Thesis defense Koen Kole (Donders sereis 299)
6 December 2017
Promotors: prof. dr. P.Tiesinga, Prof. dr. T. Celikel
Copromotor: Dr. S. Aschrafi
Molecules of somatosensory map plasticity
Key to answering the fundamental question of how the brain makes sense of its environment is to understand the inner workings of the (primary) sensory areas of the neocortex, which receive and process information gathered at the periphery. Experience-dependent plasticity (EDP) is the process by which neuronal communication is adapted to sustained changes in incoming information, allowing animals to adapt to the ever-changing sensory world. The rodent barrel cortex is ideally suited for studies of EDP, as sensory experience of neurons in select cortical columns can be modulated through deprivation (i.e. clipping or plucking) or stimulation of individual whiskers. The molecular mechanisms that enable barrel cortical EDP are still largely unknown. In the current thesis, I have thus aimed to obtain large-scale molecular datasets in order to investigate how sustained whisker deprivation alters transcription and translation in the corresponding cortical cellular population. I show that experience-dependent molecular changes, which show a strong laminar specificity, are related to (among other processes) synaptic communication. Molecular changes are moreover not restricted to neurons but also appear in non-neuronal cells, showing that EDP is a response on multiple cellular systems.

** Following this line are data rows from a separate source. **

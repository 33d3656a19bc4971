//! Process configuration read from the environment.
//!
//! Call [`Config::from_env`] after `dotenvy::dotenv()` so a local `.env` file is
//! honoured.

use crate::{
    app::Archive,
    database::{Database, Db, Pool},
    fetch::{FetchError, HttpFetcher},
    scraper::{
        RuleChain, ScrapeError,
        derpibooru::{self, DEFAULT_BASE_URL, DerpibooruApi, TagSource},
    },
};
use sqlx::sqlite::{SqliteConnectOptions, SqlitePoolOptions};
use std::{str::FromStr, sync::Arc, time::Duration};
use thiserror::Error;

pub const DEFAULT_DATABASE_URL: &str = "sqlite:./db/kinq.db";
pub const DEFAULT_PORT: u16 = 9001;
pub const DEFAULT_FETCH_TIMEOUT_SECS: u64 = 30;

#[derive(Debug, Clone, PartialEq)]
pub struct Config {
    pub database_url: String,
    pub port: u16,
    pub derpibooru_api_key: Option<String>,
    pub derpibooru_base_url: String,
    pub fetch_timeout: Duration,
    /// Whether fetched bytes are stored in the database.
    pub store_blobs: bool,
}

impl Default for Config {
    fn default() -> Self {
        Self {
            database_url: DEFAULT_DATABASE_URL.to_string(),
            port: DEFAULT_PORT,
            derpibooru_api_key: None,
            derpibooru_base_url: DEFAULT_BASE_URL.to_string(),
            fetch_timeout: Duration::from_secs(DEFAULT_FETCH_TIMEOUT_SECS),
            store_blobs: true,
        }
    }
}

impl Config {
    pub fn from_env() -> Result<Self, ConfigError> {
        Self::from_lookup(|key| std::env::var(key).ok())
    }

    /// Builds a configuration from an arbitrary variable lookup.
    pub fn from_lookup<F>(lookup: F) -> Result<Self, ConfigError>
    where
        F: Fn(&str) -> Option<String>,
    {
        let defaults = Config::default();
        let get = |key: &str| lookup(key).filter(|v| !v.trim().is_empty());

        let port = match get("PORT") {
            Some(v) => v.parse().map_err(|_| ConfigError::Invalid {
                key: "PORT",
                value: v,
            })?,
            None => defaults.port,
        };

        let fetch_timeout = match get("FETCH_TIMEOUT_SECS") {
            Some(v) => Duration::from_secs(v.parse().map_err(|_| ConfigError::Invalid {
                key: "FETCH_TIMEOUT_SECS",
                value: v,
            })?),
            None => defaults.fetch_timeout,
        };

        let store_blobs = match get("STORE_BLOBS") {
            Some(v) => match v.to_ascii_lowercase().as_str() {
                "1" | "true" | "yes" | "on" => true,
                "0" | "false" | "no" | "off" => false,
                _ => {
                    return Err(ConfigError::Invalid {
                        key: "STORE_BLOBS",
                        value: v,
                    });
                }
            },
            None => defaults.store_blobs,
        };

        Ok(Self {
            database_url: get("DATABASE_URL").unwrap_or(defaults.database_url),
            port,
            derpibooru_api_key: get("DERPIBOORU_API_KEY"),
            derpibooru_base_url: get("DERPIBOORU_BASE_URL").unwrap_or(defaults.derpibooru_base_url),
            fetch_timeout,
            store_blobs,
        })
    }

    /// The scrapers in evaluation order: Derpibooru pages, then Derpibooru CDN links.
    pub fn rule_chain(&self) -> Result<RuleChain, ConfigError> {
        let api: Arc<dyn TagSource> = Arc::new(DerpibooruApi::new(
            &self.derpibooru_base_url,
            self.derpibooru_api_key.clone(),
            self.fetch_timeout,
        )?);

        Ok(derpibooru::rule_chain(api))
    }

    /// Opens and migrates the database, then assembles the archive.
    ///
    /// A file database is created if missing, along with its parent directory.
    pub async fn open_archive(&self) -> Result<Archive, ConfigError> {
        let options = SqliteConnectOptions::from_str(&self.database_url)?.create_if_missing(true);
        if let Some(dir) = options
            .get_filename()
            .parent()
            .filter(|dir| !dir.as_os_str().is_empty())
        {
            tokio::fs::create_dir_all(dir).await?;
        }

        let pool: Pool<Db> = SqlitePoolOptions::new().connect_with(options).await?;
        let db = Database::with_migration(pool).await?;
        let fetcher = Arc::new(HttpFetcher::new(self.fetch_timeout)?);

        Ok(Archive::new(db, fetcher, self.rule_chain()?).with_blobs(self.store_blobs))
    }
}

#[derive(Debug, Error)]
pub enum ConfigError {
    #[error("invalid value for {key}: {value:?}")]
    Invalid { key: &'static str, value: String },

    #[error("failed to open database: {0}")]
    Database(#[from] sqlx::Error),

    #[error("failed to create database directory: {0}")]
    Io(#[from] std::io::Error),

    #[error("failed to build http client: {0}")]
    Fetcher(#[from] FetchError),

    #[error("failed to build scraper client: {0}")]
    Scraper(#[from] ScrapeError),
}

#[cfg(test)]
mod tests {
    use super::{Config, ConfigError, DEFAULT_DATABASE_URL};
    use crate::app::Images;
    use std::{collections::HashMap, time::Duration};

    fn lookup(vars: &[(&str, &str)]) -> impl Fn(&str) -> Option<String> {
        let vars: HashMap<String, String> = vars
            .iter()
            .map(|(k, v)| (k.to_string(), v.to_string()))
            .collect();
        move |key| vars.get(key).cloned()
    }

    #[test]
    fn test_defaults() {
        let config = Config::from_lookup(lookup(&[])).unwrap();

        assert_eq!(Config::default(), config);
        assert_eq!(DEFAULT_DATABASE_URL, config.database_url);
        assert!(config.store_blobs);
    }

    #[test]
    fn test_overrides() {
        let config = Config::from_lookup(lookup(&[
            ("DATABASE_URL", "sqlite::memory:"),
            ("PORT", "8080"),
            ("DERPIBOORU_API_KEY", "secret"),
            ("FETCH_TIMEOUT_SECS", "5"),
            ("STORE_BLOBS", "off"),
            ("DERPIBOORU_BASE_URL", ""),
        ]))
        .unwrap();

        assert_eq!("sqlite::memory:", config.database_url);
        assert_eq!(8080, config.port);
        assert_eq!(Some("secret".to_string()), config.derpibooru_api_key);
        assert_eq!(Duration::from_secs(5), config.fetch_timeout);
        assert!(!config.store_blobs);
        assert_eq!(Config::default().derpibooru_base_url, config.derpibooru_base_url);
    }

    #[test]
    fn test_invalid_values() {
        assert!(matches!(
            Config::from_lookup(lookup(&[("PORT", "ninety")])),
            Err(ConfigError::Invalid { key: "PORT", .. })
        ));
        assert!(matches!(
            Config::from_lookup(lookup(&[("STORE_BLOBS", "maybe")])),
            Err(ConfigError::Invalid { key: "STORE_BLOBS", .. })
        ));
    }

    #[test]
    fn test_rule_chain_builds_derpibooru_scrapers() {
        let chain = Config::default().rule_chain().unwrap();

        assert_eq!(2, chain.len());
    }

    #[tokio::test]
    async fn test_open_archive_creates_parent_directory() {
        let dir = tempfile::tempdir().unwrap();
        let path = dir.path().join("nested").join("db").join("kinq.db");
        let config = Config {
            database_url: format!("sqlite:{}", path.display()),
            ..Config::default()
        };

        let archive = config.open_archive().await.unwrap();

        assert!(path.exists());
        assert!(archive.recent(0).await.unwrap().is_empty());
    }
}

These datasets thus provide insight into the molecular mechanisms that underlie barrel cortical EDP. I have also used electrophysiological means to investigate how sensory experience affects supragranular cross-columnar synaptic communication. The results suggest that whisker deprivation leads to depression of deprived-to-spared synapses while increasing spike thresholds and reducing firing probability in the spared column. Concluding, I have provided important datasets for the study of molecular mechanisms of EDP and have shown how sensory experience changes cross-columnar synaptic communication.